Amateur iOS hacker Jose Rodriguez on Friday revealed another obscure, yet effective, lock screen bypass that leans on an unpatched bug in VoiceOver to gain unauthorized access to photos on a target device.
A video released by Rodriguez on his YouTube channel, shows the exploit which would hack the new iOS patch issue exporting both their personal device and a target iPhone handy at the time of the attack.
As Rodriguez explained, the target iPhone 1st receives a phone call from an outside number, which triggers a standard iOS call dialogue.
If the attacker does not know the target iPhone’s number, they can acquire caller ID information by invoking Siri and asking the assistant to call their personal phone digit-by-digit.
In his proof-of-concept video, Rodriguez taps on the “Message” option on the iOS call screen and selects “Custom” to display the Messages user interface.
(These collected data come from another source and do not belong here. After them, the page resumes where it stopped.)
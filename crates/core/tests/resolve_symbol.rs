use symcat_core::db::{BinaryImage, Catalog, ImageSymbolLink, Symbol};

fn catalog_with(images: &[(&str, &[(&str, u64, u64)])]) -> Catalog {
    let catalog = Catalog::open_in_memory(100).expect("open in-memory catalog");
    for (uuid, symbols) in images {
        catalog.create_or_find(BinaryImage::new(*uuid, format!("{uuid}.dylib"))).expect("image");
        for (name, start, end) in symbols.iter() {
            let symbol = catalog.create_or_find(Symbol::new(*name, *start, *end)).expect("symbol");
            catalog
                .create_or_find(ImageSymbolLink::new(*uuid, symbol.id.expect("id")))
                .expect("link");
        }
    }
    catalog
}

#[test]
fn ranges_are_half_open() {
    let catalog = catalog_with(&[("U1", &[("A", 100, 200), ("B", 200, 300)])]);

    assert_eq!(catalog.resolve_symbol("U1", 100).expect("100").name, "A");
    assert_eq!(catalog.resolve_symbol("U1", 150).expect("150").name, "A");
    assert_eq!(catalog.resolve_symbol("U1", 199).expect("199").name, "A");
    assert_eq!(catalog.resolve_symbol("U1", 200).expect("200").name, "B");
    assert_eq!(catalog.resolve_symbol("U1", 299).expect("299").name, "B");

    assert!(catalog.resolve_symbol("U1", 99).expect_err("below").is_not_found());
    assert!(catalog.resolve_symbol("U1", 300).expect_err("end is exclusive").is_not_found());
}

/// Identical ranges in another image never leak into a lookup.
#[test]
fn resolution_is_scoped_to_the_image() {
    let catalog = catalog_with(&[
        ("U1", &[("A", 100, 200)]),
        ("U2", &[("Z", 100, 200), ("Y", 500, 600)]),
    ]);

    assert_eq!(catalog.resolve_symbol("U1", 150).expect("U1").name, "A");
    assert_eq!(catalog.resolve_symbol("U2", 150).expect("U2").name, "Z");
    assert!(catalog.resolve_symbol("U1", 550).expect_err("Y belongs to U2").is_not_found());
    assert!(catalog.resolve_symbol("U3", 150).expect_err("unknown image").is_not_found());
}

#[test]
fn overlapping_ranges_prefer_the_smallest() {
    let catalog = catalog_with(&[("U1", &[("outer", 100, 300), ("inner", 150, 200)])]);

    assert_eq!(catalog.resolve_symbol("U1", 120).expect("120").name, "outer");
    assert_eq!(catalog.resolve_symbol("U1", 160).expect("160").name, "inner");
    assert_eq!(catalog.resolve_symbol("U1", 250).expect("250").name, "outer");
}

#[test]
fn equal_overlaps_prefer_the_older_symbol() {
    let catalog = catalog_with(&[("U1", &[("first", 100, 200), ("alias", 100, 200)])]);
    assert_eq!(catalog.resolve_symbol("U1", 150).expect("150").name, "first");
}

/// Kernel addresses sit above `i64::MAX`; storage must keep their order.
#[test]
fn kernel_addresses_above_the_sign_bit_resolve() {
    let base = 0xffff_fff0_0700_4000u64;
    let catalog = catalog_with(&[(
        "KERNEL",
        &[("_low", 0x1000, 0x2000), ("_panic", base, base + 0x100), ("_top", u64::MAX - 0x10, u64::MAX)],
    )]);

    let symbol = catalog.resolve_symbol("KERNEL", base + 0x10).expect("kernel address");
    assert_eq!(symbol.name, "_panic");
    assert_eq!(symbol.start, base);
    assert_eq!(symbol.end, base + 0x100);

    assert_eq!(catalog.resolve_symbol("KERNEL", 0x1800).expect("low").name, "_low");
    assert_eq!(catalog.resolve_symbol("KERNEL", u64::MAX - 1).expect("top").name, "_top");
    assert!(catalog.resolve_symbol("KERNEL", base - 1).expect_err("gap").is_not_found());
}

#[test]
fn symbols_for_image_are_ordered_by_address() {
    let base = 0xffff_fff0_0000_0000u64;
    let catalog = catalog_with(&[(
        "U1",
        &[("_hi", base, base + 8), ("_mid", 0x2000, 0x2010), ("_lo", 0x1000, 0x1010)],
    )]);

    let names: Vec<String> =
        catalog.get_symbols_for_image("U1").expect("symbols").into_iter().map(|s| s.name).collect();
    assert_eq!(names, vec!["_lo", "_mid", "_hi"]);
}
After entering a few random letters in the text box, he once again invokes Siri to activate VoiceOver.
Returning to Messages, Rodriguez clicks on the camera icon and, while invoking Siri with iPhone’s side button, double clicks the screen to trigger what appears to be a system-level conflict.
While this particular step must be performed with a certain level of precision, an attacker can repeat the process multiple times until the desired effect is achieved.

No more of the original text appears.